[EXERCISE DATA]
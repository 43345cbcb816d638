//! Built-in rule sets
//!
//! The editor ships one language: C, with the OpenGL ES / EGL vocabulary
//! that user programs render through.

mod c;

pub use c::c_rules;
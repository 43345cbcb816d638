//! Accepted-span bookkeeping for a highlighting pass
//!
//! Spans are keyed by start offset and never overlap each other, so their end
//! offsets are ordered too and an overlap query only has to walk backwards
//! from the query end until it falls off the query start.

use std::collections::BTreeMap;

use super::style::Span;

/// The set of already-colored ranges
#[derive(Debug, Clone, Default)]
pub struct SpanIndex {
    spans: BTreeMap<usize, Span>,
}

impl SpanIndex {
    /// Create an empty index
    pub fn new() -> Self {
        Self::default()
    }

    /// Spans sharing at least one byte with `[start, end)`, latest first
    pub fn overlapping(&self, start: usize, end: usize) -> impl Iterator<Item = &Span> {
        self.spans
            .range(..end)
            .rev()
            .map(|(_, span)| span)
            .take_while(move |span| span.end > start)
    }

    /// Whether a candidate of `priority` may color `[start, end)`
    ///
    /// Every span it overlaps must have strictly lower priority. A single
    /// equal-or-higher span blocks the whole candidate; ranges are never
    /// split or trimmed.
    pub fn can_apply(&self, start: usize, end: usize, priority: i32) -> bool {
        self.overlapping(start, end).all(|span| span.priority < priority)
    }

    /// Accept `span` if [`can_apply`](Self::can_apply) allows it
    ///
    /// Lower-priority spans it overlaps are evicted and returned. `None`
    /// means the candidate was rejected and the index is unchanged.
    pub fn try_insert(&mut self, span: Span) -> Option<Vec<Span>> {
        if span.is_empty() || !self.can_apply(span.start, span.end, span.priority) {
            return None;
        }
        let evicted = self.remove_overlapping(span.start, span.end);
        self.spans.insert(span.start, span);
        Some(evicted)
    }

    /// Drop every span overlapping `[start, end)` and return them in order
    pub fn remove_overlapping(&mut self, start: usize, end: usize) -> Vec<Span> {
        let keys: Vec<usize> = self.overlapping(start, end).map(|s| s.start).collect();
        keys.into_iter()
            .rev()
            .filter_map(|key| self.spans.remove(&key))
            .collect()
    }

    /// All spans in start order
    pub fn spans(&self) -> impl Iterator<Item = &Span> {
        self.spans.values()
    }

    /// Spans fully inside `[start, end)` in start order
    pub fn spans_within(&self, start: usize, end: usize) -> impl Iterator<Item = &Span> {
        self.spans
            .range(start..end)
            .map(|(_, span)| span)
            .filter(move |span| span.end <= end)
    }

    pub fn len(&self) -> usize {
        self.spans.len()
    }

    pub fn is_empty(&self) -> bool {
        self.spans.is_empty()
    }

    pub fn clear(&mut self) {
        self.spans.clear();
    }

    /// Consume the index, yielding spans in start order
    pub fn into_spans(self) -> Vec<Span> {
        self.spans.into_values().collect()
    }
}

impl FromIterator<Span> for SpanIndex {
    /// Build an index, keeping the first of any overlapping spans
    fn from_iter<I: IntoIterator<Item = Span>>(iter: I) -> Self {
        let mut index = SpanIndex::new();
        for span in iter {
            if index.overlapping(span.start, span.end).next().is_none() && !span.is_empty() {
                index.spans.insert(span.start, span);
            }
        }
        index
    }
}

#[cfg(test)]
mod tests {
    use super::*;
    use crate::syntax::style::Argb;

    fn span(start: usize, end: usize, priority: i32) -> Span {
        Span::new(start, end, Argb::WHITE, priority)
    }

    #[test]
    fn test_accepts_disjoint() {
        let mut index = SpanIndex::new();
        assert!(index.try_insert(span(0, 5, 10)).is_some());
        assert!(index.try_insert(span(5, 8, 10)).is_some());
        assert!(index.try_insert(span(10, 12, 1)).is_some());
        assert_eq!(index.len(), 3);
    }

    #[test]
    fn test_equal_priority_blocks() {
        let mut index = SpanIndex::new();
        index.try_insert(span(0, 5, 10));
        assert!(!index.can_apply(4, 6, 10));
        assert!(index.try_insert(span(4, 6, 10)).is_none());
        assert_eq!(index.len(), 1);
    }

    #[test]
    fn test_higher_priority_evicts_lower() {
        let mut index = SpanIndex::new();
        index.try_insert(span(0, 3, 5));
        index.try_insert(span(4, 6, 5));
        index.try_insert(span(8, 9, 5));

        let evicted = index.try_insert(span(2, 7, 20)).unwrap();
        assert_eq!(evicted, vec![span(0, 3, 5), span(4, 6, 5)]);
        let left: Vec<_> = index.spans().copied().collect();
        assert_eq!(left, vec![span(2, 7, 20), span(8, 9, 5)]);
    }

    #[test]
    fn test_one_blocker_rejects_whole_candidate() {
        let mut index = SpanIndex::new();
        index.try_insert(span(0, 2, 1));
        index.try_insert(span(6, 8, 50));
        assert!(index.try_insert(span(1, 7, 20)).is_none());
        assert_eq!(index.len(), 2);
    }

    #[test]
    fn test_overlap_query_bounds() {
        let mut index = SpanIndex::new();
        index.try_insert(span(0, 5, 1));
        index.try_insert(span(5, 10, 1));
        index.try_insert(span(12, 15, 1));

        let hits: Vec<_> = index.overlapping(4, 13).map(|s| s.start).collect();
        assert_eq!(hits, vec![12, 5, 0]);
        assert_eq!(index.overlapping(10, 12).count(), 0);
    }

    #[test]
    fn test_remove_overlapping() {
        let mut index = SpanIndex::new();
        index.try_insert(span(0, 5, 1));
        index.try_insert(span(6, 9, 1));
        index.try_insert(span(20, 25, 1));

        let removed = index.remove_overlapping(3, 7);
        assert_eq!(removed, vec![span(0, 5, 1), span(6, 9, 1)]);
        assert_eq!(index.len(), 1);
    }

    #[test]
    fn test_collect_skips_overlaps() {
        let index: SpanIndex = vec![span(0, 4, 1), span(2, 6, 50), span(6, 8, 1)]
            .into_iter()
            .collect();
        let kept: Vec<_> = index.spans().map(|s| (s.start, s.end)).collect();
        assert_eq!(kept, vec![(0, 4), (6, 8)]);
    }

    #[test]
    fn test_empty_span_rejected() {
        let mut index = SpanIndex::new();
        assert!(index.try_insert(span(3, 3, 1)).is_none());
        assert!(index.is_empty());
    }
}
//! C language rules

use crate::syntax::rule_set::RuleSet;
use crate::syntax::rules::Rule;
use crate::syntax::tokens::TokenType;

fn rule(name: &str, pattern: &str, token_type: TokenType) -> Rule {
    Rule::new(
        pattern,
        token_type.default_color(),
        false,
        token_type.default_priority(),
    )
    .with_name(name)
}

/// Create the default C rule set
pub fn c_rules() -> RuleSet {
    let mut rules = RuleSet::new();

    // String and character literals
    rules.add(rule("string", r#""(?:[^"\\]|\\[\s\S])*""#, TokenType::String));
    rules.add(rule("char", r"'(?:[^'\\]|\\[\s\S])'", TokenType::Char));

    // Comments
    rules.add(rule(
        "block_comment",
        r"/\*[^*]*\*+(?:[^/*][^*]*\*+)*/",
        TokenType::Comment,
    ));
    rules.add(rule("line_comment", r"//[^\n]*", TokenType::Comment));

    // Preprocessor directives, anchored at line starts
    let mut directive = rule(
        "preprocessor",
        r"^[ \t]*#[ \t]*(?:include|define|undef|ifdef|ifndef|if|else|elif|endif|error|pragma|line)\b[^\n]*",
        TokenType::Preprocessor,
    );
    directive.set_multiline(true);
    rules.add(directive);

    // Keywords
    let keywords = concat!(
        r"\b(?:auto|break|case|char|const|continue|default|do|double|else|enum|extern|",
        r"float|for|goto|if|inline|int|long|register|restrict|return|short|signed|",
        r"sizeof|static|struct|switch|typedef|union|unsigned|void|volatile|while)\b",
    );
    rules.add(rule("keyword", keywords, TokenType::Keyword));

    // GL / EGL types
    let gl_types = concat!(
        r"\b(?:GLuint|GLint|GLfloat|GLdouble|GLboolean|GLchar|GLbyte|GLubyte|GLshort|GLushort|",
        r"GLenum|GLbitfield|GLsizei|GLintptr|GLsizeiptr|GLvoid|GLclampf|GLclampd|GLsync|",
        r"GLuint64|GLint64|EGLDisplay|EGLSurface|EGLContext|EGLConfig|pthread_t)\b",
    );
    rules.add(rule("gl_type", gl_types, TokenType::Type));

    // Standard types
    let types = concat!(
        r"\b(?:bool|_Bool|_Complex|_Imaginary|size_t|ptrdiff_t|wchar_t|uint8_t|uint16_t|",
        r"uint32_t|uint64_t|int8_t|int16_t|int32_t|int64_t)\b",
    );
    rules.add(rule("type", types, TokenType::Type));

    // ALL_CAPS constants and macros
    rules.add(rule("constant", r"\b[A-Z_][A-Z0-9_]{2,}\b", TokenType::Constant));

    // Calls: only the identifier is colored, the paren is context
    rules.add(rule(
        "gl_call",
        r"\b(?P<hl>(?:gl|egl)[A-Z][a-zA-Z0-9_]*)\s*\(",
        TokenType::Function,
    ));
    rules.add(rule(
        "call",
        r"\b(?P<hl>[a-zA-Z_][a-zA-Z0-9_]*)\s*\(",
        TokenType::Function,
    ));

    // Numbers
    rules.add(rule("hex", r"\b0[xX][0-9a-fA-F]+[lLuU]*\b", TokenType::Number));
    rules.add(rule(
        "float",
        r"\b\d+\.\d+(?:[eE][+-]?\d+)?[fFlL]*\b",
        TokenType::Number,
    ));
    rules.add(rule(
        "integer",
        r"\b\d+(?:[eE][+-]?\d+)?[fFlLuU]*\b",
        TokenType::Number,
    ));

    // Operators and punctuation
    rules.add(rule("operator", r"[+\-*/%=<>!&|^~?:;,.]", TokenType::Operator));

    rules
}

[HOW TO COMPLETE THIS TASK]
Lines holding the word "left" should be counted across the entries; state only how many there are.

[RESULT OF THE EXERCISE]
2